Because of the continued relaxation of Coronavirus travel restrictions, millions of people around the world will be looking for their next vacation destination. However, travelers are being cautioned not to let their guard down after a ‘unusually high’ surge in deadly brain disease has been discovered in ticks.

So far, the warning has only been issued in the United States, after the discovery of a ‘unusually high’ number of ticks carrying the Deer Tick Virus, which may cause fatal neurological illness.

However, since more individuals are likely to travel or go on vacation, there is concern that the virus may spread farther and infect more people.

Ticks collected at the Lawrence Township Recreational Park in Clearfield County, Pennsylvania, were found to be carrying the uncommon and possibly lethal Deer Tick Virus, which was shown to be present in more than 90 percent of the ticks tested.

To illustrate how quickly the virus is spreading, the greatest infection rate previously reported at a single site in Pennsylvania was just 11 percent — while the overall infection rate for the whole United States was only 25 percent.

According to the Pennsylvania Department of Environmental Protection, the statewide national average infection rate for Deer Tick Virus among adult ticks was just 0.6 percent last year, which is much lower than the national average of 1.2 percent (DEP).

Despite the fact that Deer Tick Virus is very uncommon, positive cases in the human population have been growing in recent years, prompting specialists to advise visitors to exercise caution while traveling — with the majority of cases since 2008 being identified in the Great Lakes area.
As a consequence, Lyme disease, which is communicated by the same tick species that causes the bull’s-eye rash, is likely to climb by 20 percent in the next decades, and as a result, the Deer Tick Virus is also expected to experience an increase in the following decades.

Despite the fact that Deer Tick Virus is uncommon in the United States, positive instances within the human population have been growing in recent years, according to specialists, with the majority of cases being recorded since 2008.

Ticks collected from the Lawrence Township Recreational Park were found to be infected at an abnormally high rate, according to DEP Secretary Patrick McDonnell.

In Pennsylvania, the Deer Tick Virus is transmitted relatively fast by the bite of an infected tick, and the health consequences […] are more severe than other tick-borne infections that are often encountered in the state.

What is the source of the Deer Tick Virus’s spread?
As a result of increased humidity and temperatures, tick numbers and ranges are expanding, which will certainly lead to an increase in the number of people who get infected. Meanwhile, greater urbanisation in the United States is contributing to a rise in the number of deer and mouse populations, which the insects prey on.

It should be noted that the virus is a Powassan virus, making it a relative of the dengue, West Nile, and Zika viruses. These Deer Tick Viruses are transmitted to humans primarily through the bite of so-called black-legged or deer ticks, which are found in the Midwest United States and southeastern Canadian provinces.

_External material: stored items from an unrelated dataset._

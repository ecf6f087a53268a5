//! Reserved bookkeeping columns
//!
//! Every generated model carries an integer primary key plus creation and
//! update timestamps. The migration runner manages these columns itself, so
//! the same set is consulted in two places: the model assembler (to inject
//! the attributes and to reject user overrides) and the schema renderer (to
//! skip the columns in `create_table`).

/// Column names managed by the migration runner, in declaration order.
pub const RESERVED_COLUMNS: [&str; 3] = ["id", "created_at", "updated_at"];

/// Check whether a column name is one of the reserved bookkeeping columns.
pub fn is_reserved_column(name: &str) -> bool {
    RESERVED_COLUMNS.contains(&name)
}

Coughing, sneezing, or physical contact do not transfer the illness from person to person, as is the case with Coronavirus.

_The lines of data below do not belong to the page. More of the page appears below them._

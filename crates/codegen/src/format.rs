//! External source formatter
//!
//! Runs `gofmt -w` on a generated file. Formatting is best-effort: the
//! orchestrator logs a failure and keeps the unformatted file rather than
//! aborting the scaffold.

use modelsmith_core::{ScaffoldError, ScaffoldResult};
use std::path::Path;
use std::process::Command;

/// Format a generated Go source file in place with `gofmt -w`.
pub fn gofmt(path: &Path) -> ScaffoldResult<()> {
    let path = path.canonicalize().unwrap_or_else(|_| path.to_path_buf());

    let output = Command::new("gofmt")
        .arg("-w")
        .arg(&path)
        .output()
        .map_err(|e| ScaffoldError::format(e.to_string()))?;

    if !output.status.success() {
        return Err(ScaffoldError::format(
            String::from_utf8_lossy(&output.stderr).trim().to_string(),
        ));
    }
    Ok(())
}

#[cfg(test)]
mod tests {
    use super::*;

    #[test]
    fn test_gofmt_on_missing_file_fails() {
        // Fails whether gofmt is installed (nonzero exit) or not (spawn error).
        let err = gofmt(Path::new("definitely/not/here.go")).unwrap_err();
        assert!(matches!(err, ScaffoldError::Format { .. }));
    }
}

The signs and symptoms of the Deer Tick Virus
The following are some of the earliest signs and symptoms of Deer Tick Virus, which may occur as fast as 15 minutes after a tick bite:

fever \sheadache
vomiting \sweakness
Despite the fact that it is fairly rare for folks to have no symptoms at all.

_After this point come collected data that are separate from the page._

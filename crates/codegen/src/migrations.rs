//! Migration file persistence
//!
//! Writes a rendered fizz pair to the migrations directory as
//! `<UTC timestamp>_<slug>.up.fizz` / `.down.fizz`, so the migration runner
//! applies files in creation order.

use chrono::Utc;
use modelsmith_core::{ScaffoldError, ScaffoldResult};
use std::fs;
use std::path::{Path, PathBuf};

/// Timestamp layout used in migration file names (UTC).
const TIMESTAMP_FORMAT: &str = "%Y%m%d%H%M%S";

// ============================================================================
// MigrationPair
// ============================================================================

/// Paths of a written up/down migration pair.
#[derive(Debug, Clone, PartialEq, Eq)]
pub struct MigrationPair {
    /// Path of the `create_table` migration
    pub up: PathBuf,

    /// Path of the `drop_table` migration
    pub down: PathBuf,
}

/// Migration slug for a model's create-table pair.
pub fn create_slug(table: &str) -> String {
    format!("create_{}", table)
}

/// Write an up/down fizz migration pair under `dir`, creating the directory
/// if needed.
pub fn write_migration_pair(
    dir: &Path,
    slug: &str,
    up: &str,
    down: &str,
) -> ScaffoldResult<MigrationPair> {
    fs::create_dir_all(dir).map_err(|e| ScaffoldError::DirectoryCreate {
        path: dir.to_path_buf(),
        message: e.to_string(),
    })?;

    let stamp = Utc::now().format(TIMESTAMP_FORMAT).to_string();
    let pair = MigrationPair {
        up: dir.join(format!("{}_{}.up.fizz", stamp, slug)),
        down: dir.join(format!("{}_{}.down.fizz", stamp, slug)),
    };

    fs::write(&pair.up, up).map_err(|e| ScaffoldError::MigrationWrite {
        path: pair.up.clone(),
        message: e.to_string(),
    })?;
    fs::write(&pair.down, down).map_err(|e| ScaffoldError::MigrationWrite {
        path: pair.down.clone(),
        message: e.to_string(),
    })?;

    Ok(pair)
}

// ============================================================================
// Tests
// ============================================================================

#[cfg(test)]
mod tests {
    use super::*;
    use tempfile::TempDir;

    #[test]
    fn test_create_slug() {
        assert_eq!(create_slug("widgets"), "create_widgets");
    }

    #[test]
    fn test_write_migration_pair() {
        let dir = TempDir::new().unwrap();
        let target = dir.path().join("migrations");

        let pair = write_migration_pair(
            &target,
            "create_widgets",
            "create_table(\"widgets\", func(t) {\n})",
            "drop_table(\"widgets\")",
        )
        .unwrap();

        let up_name = pair.up.file_name().unwrap().to_string_lossy().to_string();
        let down_name = pair.down.file_name().unwrap().to_string_lossy().to_string();
        assert!(up_name.ends_with("_create_widgets.up.fizz"));
        assert!(down_name.ends_with("_create_widgets.down.fizz"));
        // Same stamp on both halves of the pair.
        assert_eq!(up_name[..14], down_name[..14]);

        assert!(fs::read_to_string(&pair.up).unwrap().starts_with("create_table"));
        assert_eq!(fs::read_to_string(&pair.down).unwrap(), "drop_table(\"widgets\")");
    }

    #[test]
    fn test_write_creates_the_directory() {
        let dir = TempDir::new().unwrap();
        let target = dir.path().join("deeply").join("nested");

        write_migration_pair(&target, "create_posts", "up", "down").unwrap();
        assert!(target.is_dir());
    }
}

However, according to the Centers for Illness Control and Prevention in the United States, 90 percent of patients who have been treated for Deer Tick Virus go on to develop severe neuroinvasive disease and may have encephalitis or meningitis, both of which are diseases of the brain (CDC).

Confusion, coordination issues, and other severe symptoms are common.
Seizures accompanied with difficulties speaking
Approximately 12 percent of patients die as a result of this severe illness, with half of the remaining patients suffering from long-term health consequences as a result.

However, there are now no vaccinations available to prevent the transmission of Powassan illnesses such as the Deer Tick Virus, nor are there any medications available to properly treat them.